To our prime ministers and presidents, I say, going forward, the battle to rebuild and revitalise your respective territories will not be easy. The data points to the regional risks on the horizon, such as prolonged economic stagnation, livelihood crises, youth disillusionment, the erosion of social cohesion, and the ever-increasing digital inequality regionally.

Geopolitically, you have to be cognisant of any potential activities that could further erode the base of your state, and be prepared to arm your best negotiators and ambassadors with all available expertise to build strong and contemporary arguments supporting the cause of multilateralism as integral to our existence as small island states within the global arena.

To compound the scenario, there is an increasing number of regional citizens disagreeing with the credible sources of scientific evidence on the efficacy of vaccines necessary to jump-start national livelihoods, so your government must be prepared to prevent any additional backlash against science.

The impact of the global pandemic on the region has severely disrupted global supply chains. The average regional consumer has come to grips with the reality of food insecurity nationally, where they are confronted with empty supermarket shelves, discontinued products by distributors, farmers with a surplus of agricultural produce, and manufacturers willing to dump raw materials due to the unavailability of a ready market.

Chronic poverty

From March 2020 to now, the region has had to grapple with the transformation of transient forms of poverty into chronic poverty and, in the near future, an increase in cases of abject poverty which may serve to significantly roll back our regional gains.

Prime ministers and presidents, over the years of pursuing Caribbean integration, several regional decisions were agreed but with no follow-up national action. Oftentimes, it has been blamed on an implementation deficit and lack of political will. But it is in times of crisis that we reflect, we introspect, and we project for the future.

Your citizens have already paved the way for your collective action. Unable to secure a consistent livelihood outside their doors, several householders started looking inwards. They started at home and initiated DIY projects, they developed home/backyard gardens, and they reconnected with their immediate neighbours and recreated that community spirit.

I propose it is time to cascade it up and outwards to our Caribbean community. Evidence-based decisions must now support difficult conversations with all in our community as to what is required and by when, so the Caribbean can increase our individual, economic, social, infrastructural and environmental resilience to these crises.
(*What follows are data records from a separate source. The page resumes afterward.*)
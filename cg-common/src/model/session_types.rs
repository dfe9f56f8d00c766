//! Session history and susceptibility types

use chrono::{DateTime, Utc};
use serde::{Deserialize, Serialize};

use super::Sender;

/// One retained event in a session's rolling history
#[derive(Debug, Clone, PartialEq, Serialize, Deserialize)]
pub struct HistoryEntry {
    pub timestamp: DateTime<Utc>,
    pub sender: Sender,
    pub text: String,
    /// Threat tags detected for this event (sorted, deduplicated)
    pub tags: Vec<String>,
    /// Overall score of the verdict produced for this event
    pub overall_score: f64,
}

/// Snapshot of a session's retained history
#[derive(Debug, Clone, PartialEq, Serialize, Deserialize)]
pub struct SessionHistory {
    pub session_id: String,
    /// Entries in arrival order, oldest first
    pub entries: Vec<HistoryEntry>,
    /// Wall-clock time of the last recorded event (`None` when absent)
    pub last_activity: Option<DateTime<Utc>>,
}

impl SessionHistory {
    pub fn empty(session_id: impl Into<String>) -> Self {
        Self {
            session_id: session_id.into(),
            entries: Vec::new(),
            last_activity: None,
        }
    }

    pub fn len(&self) -> usize {
        self.entries.len()
    }

    pub fn is_empty(&self) -> bool {
        self.entries.is_empty()
    }

    /// The last `k` entries, oldest first
    pub fn window(&self, k: usize) -> &[HistoryEntry] {
        let start = self.entries.len().saturating_sub(k);
        &self.entries[start..]
    }
}

/// Longitudinal vulnerability grade
#[derive(Debug, Clone, Copy, PartialEq, Eq, PartialOrd, Ord, Hash, Default, Serialize, Deserialize)]
pub enum SusceptibilityGrade {
    #[default]
    Low,
    Medium,
    High,
}

/// Susceptibility score over a session's retained window
#[derive(Debug, Clone, PartialEq, Default, Serialize, Deserialize)]
pub struct SusceptibilityReport {
    /// 0..=100
    pub score: f64,
    pub grade: SusceptibilityGrade,
    /// Categories with non-zero contribution, strongest first
    pub trending_factors: Vec<String>,
    /// Number of history entries the score was computed over
    pub events_considered: usize,
}

#[cfg(test)]
mod tests {
    use super::*;

    fn entry(text: &str) -> HistoryEntry {
        HistoryEntry {
            timestamp: Utc::now(),
            sender: Sender::User,
            text: text.to_string(),
            tags: Vec::new(),
            overall_score: 0.0,
        }
    }

    #[test]
    fn test_window_returns_most_recent() {
        let mut history = SessionHistory::empty("s");
        for t in ["a", "b", "c", "d"] {
            history.entries.push(entry(t));
        }
        let window: Vec<&str> = history.window(2).iter().map(|e| e.text.as_str()).collect();
        assert_eq!(window, vec!["c", "d"]);
        assert_eq!(history.window(10).len(), 4);
    }
}
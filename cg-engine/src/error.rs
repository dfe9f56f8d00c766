//! HTTP error responses
//!
//! Every handler error renders as `{"error": {"code", "message"}}`.

use axum::{
    extract::rejection::JsonRejection,
    http::StatusCode,
    response::{IntoResponse, Response},
    Json,
};
use serde_json::json;
use thiserror::Error;

/// API error type
#[derive(Debug, Error)]
pub enum ApiError {
    /// Resource not found (404)
    #[error("Resource not found: {0}")]
    NotFound(String),

    /// Invalid request (400)
    #[error("Invalid request: {0}")]
    BadRequest(String),

    /// Internal server error (500)
    #[error("Internal server error: {0}")]
    Internal(String),
}

impl From<cg_common::Error> for ApiError {
    fn from(err: cg_common::Error) -> Self {
        match err {
            cg_common::Error::InvalidInput(msg) => ApiError::BadRequest(msg),
            other => ApiError::Internal(other.to_string()),
        }
    }
}

impl From<JsonRejection> for ApiError {
    fn from(rejection: JsonRejection) -> Self {
        ApiError::BadRequest(rejection.body_text())
    }
}

impl IntoResponse for ApiError {
    fn into_response(self) -> Response {
        let (status, error_code, message) = match self {
            ApiError::NotFound(msg) => (StatusCode::NOT_FOUND, "NOT_FOUND", msg),
            ApiError::BadRequest(msg) => (StatusCode::BAD_REQUEST, "BAD_REQUEST", msg),
            ApiError::Internal(msg) => (StatusCode::INTERNAL_SERVER_ERROR, "INTERNAL_ERROR", msg),
        };

        let body = Json(json!({
            "error": {
                "code": error_code,
                "message": message,
            }
        }));

        (status, body).into_response()
    }
}

/// Result type for API handlers
pub type ApiResult<T> = Result<T, ApiError>;
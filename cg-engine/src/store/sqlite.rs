//! SQLite verdict store

use super::{retry_on_lock, StoredVerdict, VerdictStore};
use cg_common::{Error, Event, Result, Sender, SynthesizedVerdict};
use chrono::{DateTime, SecondsFormat, Utc};
use sqlx::sqlite::SqlitePoolOptions;
use sqlx::{Row, SqlitePool};
use std::path::Path;

/// Fixed-width RFC 3339 so text ordering matches time ordering
fn timestamp_text(ts: &DateTime<Utc>) -> String {
    ts.to_rfc3339_opts(SecondsFormat::Micros, true)
}

fn parse_timestamp(text: &str) -> Result<DateTime<Utc>> {
    DateTime::parse_from_rfc3339(text)
        .map(|ts| ts.with_timezone(&Utc))
        .map_err(|e| Error::Internal(format!("Invalid stored timestamp '{}': {}", text, e)))
}

pub struct SqliteVerdictStore {
    pool: SqlitePool,
    max_lock_wait_ms: u64,
}

impl SqliteVerdictStore {
    /// Open (creating if needed) the database file at `db_path`
    pub async fn open(db_path: &Path, max_lock_wait_ms: u64) -> Result<Self> {
        if let Some(parent) = db_path.parent() {
            std::fs::create_dir_all(parent)?;
        }

        let db_url = format!("sqlite://{}?mode=rwc", db_path.display());
        tracing::debug!("Connecting to database: {}", db_url);

        let pool = SqlitePool::connect(&db_url).await?;
        Self::from_pool(pool, max_lock_wait_ms).await
    }

    /// Private in-memory database (single connection)
    pub async fn in_memory() -> Result<Self> {
        let pool = SqlitePoolOptions::new()
            .max_connections(1)
            .connect("sqlite::memory:")
            .await?;
        Self::from_pool(pool, 1000).await
    }

    pub async fn from_pool(pool: SqlitePool, max_lock_wait_ms: u64) -> Result<Self> {
        init_tables(&pool).await?;
        Ok(Self {
            pool,
            max_lock_wait_ms,
        })
    }
}

async fn init_tables(pool: &SqlitePool) -> Result<()> {
    sqlx::query(
        r#"
        CREATE TABLE IF NOT EXISTS verdicts (
            event_ref TEXT PRIMARY KEY,
            session_id TEXT NOT NULL,
            sender TEXT NOT NULL,
            text TEXT NOT NULL,
            event_timestamp TEXT NOT NULL,
            overall_score REAL NOT NULL,
            escalation_level TEXT NOT NULL,
            recommended_action TEXT NOT NULL,
            verdict_json TEXT NOT NULL,
            created_at TEXT NOT NULL
        )
        "#,
    )
    .execute(pool)
    .await?;

    sqlx::query(
        "CREATE INDEX IF NOT EXISTS idx_verdicts_session_time ON verdicts (session_id, event_timestamp)",
    )
    .execute(pool)
    .await?;

    sqlx::query("CREATE INDEX IF NOT EXISTS idx_verdicts_created ON verdicts (created_at)")
        .execute(pool)
        .await?;

    tracing::info!("Database tables initialized (verdicts)");
    Ok(())
}

#[async_trait::async_trait]
impl VerdictStore for SqliteVerdictStore {
    async fn save(&self, event: &Event, verdict: &SynthesizedVerdict) -> Result<()> {
        // Prepare all data before touching the pool
        let event_ref = verdict.event_ref.to_string();
        let verdict_json = serde_json::to_string(verdict)?;
        let event_timestamp = timestamp_text(&event.timestamp);
        let created_at = timestamp_text(&verdict.created_at);

        retry_on_lock("save_verdict", self.max_lock_wait_ms, || async {
            sqlx::query(
                r#"
                INSERT OR REPLACE INTO verdicts (
                    event_ref, session_id, sender, text, event_timestamp,
                    overall_score, escalation_level, recommended_action,
                    verdict_json, created_at
                ) VALUES (?, ?, ?, ?, ?, ?, ?, ?, ?, ?)
                "#,
            )
            .bind(&event_ref)
            .bind(&verdict.session_id)
            .bind(event.sender.as_str())
            .bind(&event.text)
            .bind(&event_timestamp)
            .bind(verdict.overall_score)
            .bind(verdict.escalation_level.as_str())
            .bind(verdict.recommended_action.as_str())
            .bind(&verdict_json)
            .bind(&created_at)
            .execute(&self.pool)
            .await?;
            Ok(())
        })
        .await
    }

    async fn recent(&self, session_id: &str, limit: usize) -> Result<Vec<StoredVerdict>> {
        let rows = sqlx::query(
            r#"
            SELECT session_id, sender, text, event_timestamp, verdict_json
            FROM verdicts
            WHERE session_id = ?
            ORDER BY event_timestamp DESC, rowid DESC
            LIMIT ?
            "#,
        )
        .bind(session_id)
        .bind(limit as i64)
        .fetch_all(&self.pool)
        .await?;

        let mut stored = rows
            .iter()
            .map(|row| -> Result<StoredVerdict> {
                let sender: String = row.get("sender");
                let timestamp: String = row.get("event_timestamp");
                let verdict_json: String = row.get("verdict_json");
                Ok(StoredVerdict {
                    session_id: row.get("session_id"),
                    sender: sender.parse::<Sender>()?,
                    text: row.get("text"),
                    timestamp: parse_timestamp(&timestamp)?,
                    verdict: serde_json::from_str(&verdict_json)?,
                })
            })
            .collect::<Result<Vec<_>>>()?;
        stored.reverse();
        Ok(stored)
    }

    async fn active_sessions(&self, since: DateTime<Utc>) -> Result<Vec<String>> {
        let sessions: Vec<String> = sqlx::query_scalar(
            "SELECT DISTINCT session_id FROM verdicts WHERE created_at >= ? ORDER BY session_id",
        )
        .bind(timestamp_text(&since))
        .fetch_all(&self.pool)
        .await?;
        Ok(sessions)
    }

    async fn close(&self) {
        self.pool.close().await;
        tracing::info!("Database pool closed");
    }
}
After all, the COVID-19 pandemic has shown us that high winds, long hours of rainfall or severe flooding are not the only phenomena that can completely devastate our economies and decimate livelihoods. It has shown that by extensively opening borders viruses creep in like parasites on suitcase wheels, and when we least expect it.

As a region, we already have best practices for natural disasters, but we are now in uncharted waters and we need to collectively conceptualise and design a regional response to COVID-19 that involves increasing intraregional agricultural trade, increasing the resilience of MSMEs, and increase the number of regional citizens accessing regional tourism products.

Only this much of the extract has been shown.